The rescue inhaler for asthma is perhaps the most familiar form of aerosol therapy. When used properly, aerosol delivery of medication works more rapidly, produces fewer side effects, and is generally less expensive than systemic delivery by pills or injections. Respiratory therapists often get the job of training patients to use aerosol medications correctly.
The biggest challenge for the patient is to get the medication into the lungs without getting it stuck on the oral pharynx. The worst results have been observed in young children who cry when the medication is administered. Imaging studies show that most of the aerosol ends up in the mouth, esophagus, and stomach when the child is crying. When the same child is breathing quietly, the same aerosol can be deposited in the lungs with high efficiency.
The most effective technique for aerosol use is a deep, slow inhalation followed by a breath hold to allow the medication to settle into the airway. Check with your doctor if you're not sure you have the technique optimized.
Reference 1 reports a misconception that medication can be delivered by “blow by”, where the aerosol is delivered to a cloud in front of the patient's face. This is thought to be less disturbing for children, but experiments on mannequins show that when an aerosol mask is held just 2 cm from the open mouth, the efficiency of medication delivery falls by 85 percent.
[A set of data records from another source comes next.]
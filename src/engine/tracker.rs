//! Global completion tracking for a parse session.

use tracing::debug;

use super::FieldCollector;
use crate::error::FormError;
use crate::schema::Schema;

/// Knows when a parse has nothing left to wait for.
///
/// Done fires exactly once, the first time no unit is pending, the source has
/// ended and no error has been reported. Both the unit and end-of-stream call
/// sites run the same check, so their relative order does not matter.
#[derive(Debug, Default)]
pub struct CompletionTracker {
    pending: usize,
    decoder_finished: bool,
    errored: bool,
    done: bool,
}

impl CompletionTracker {
    pub fn new() -> Self {
        Self::default()
    }

    /// A rule chain or file part started.
    pub fn begin(&mut self) {
        self.pending += 1;
    }

    /// A unit settled. Returns `true` if this completes the parse.
    pub fn complete(&mut self) -> bool {
        self.pending = self.pending.saturating_sub(1);
        self.check()
    }

    /// The source signalled end-of-stream. Returns `true` if this completes
    /// the parse.
    pub fn finish_decoder(&mut self) -> bool {
        self.decoder_finished = true;
        self.check()
    }

    /// Flag the session as failed. Only the first call returns `true`.
    pub fn mark_errored(&mut self) -> bool {
        !std::mem::replace(&mut self.errored, true)
    }

    pub fn pending(&self) -> usize {
        self.pending
    }

    pub fn is_errored(&self) -> bool {
        self.errored
    }

    pub fn is_done(&self) -> bool {
        self.done
    }

    fn check(&mut self) -> bool {
        if self.done || self.errored || self.pending > 0 || !self.decoder_finished {
            return false;
        }
        self.done = true;
        debug!("form complete");
        true
    }
}

/// Check required fields in declaration order.
///
/// Fails on the first required key, by declaration order, that collected no
/// value.
pub fn finalize(schema: &Schema, collector: &FieldCollector) -> Result<(), FormError> {
    match schema
        .fields()
        .iter()
        .find(|spec| spec.required && !collector.contains(&spec.key))
    {
        Some(spec) => Err(FormError::RequiredFieldMissing {
            key: spec.key.clone(),
        }),
        None => Ok(()),
    }
}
Common types of aerosol therapy are small-volume jet nebulizer, pressurized metered-dose inhaler, and dry powder inhaler. For all types, the particle size should be between 0.5 and 5 micrometers. Smaller particles are likely to be exhaled, while larger ones are likely to stick to the upper airway and get swallowed. Dry powder inhalers are sensitive to humidity, which can cause the particles to aggregate.
Reference 1 reports that some patients check the amount of medication left in their pressurized metered-dose inhaler by shaking it or floating it in water. These methods are not reliable and may clog the valve with water. A dose counter is recommended as the most accurate way to know when the canister is empty.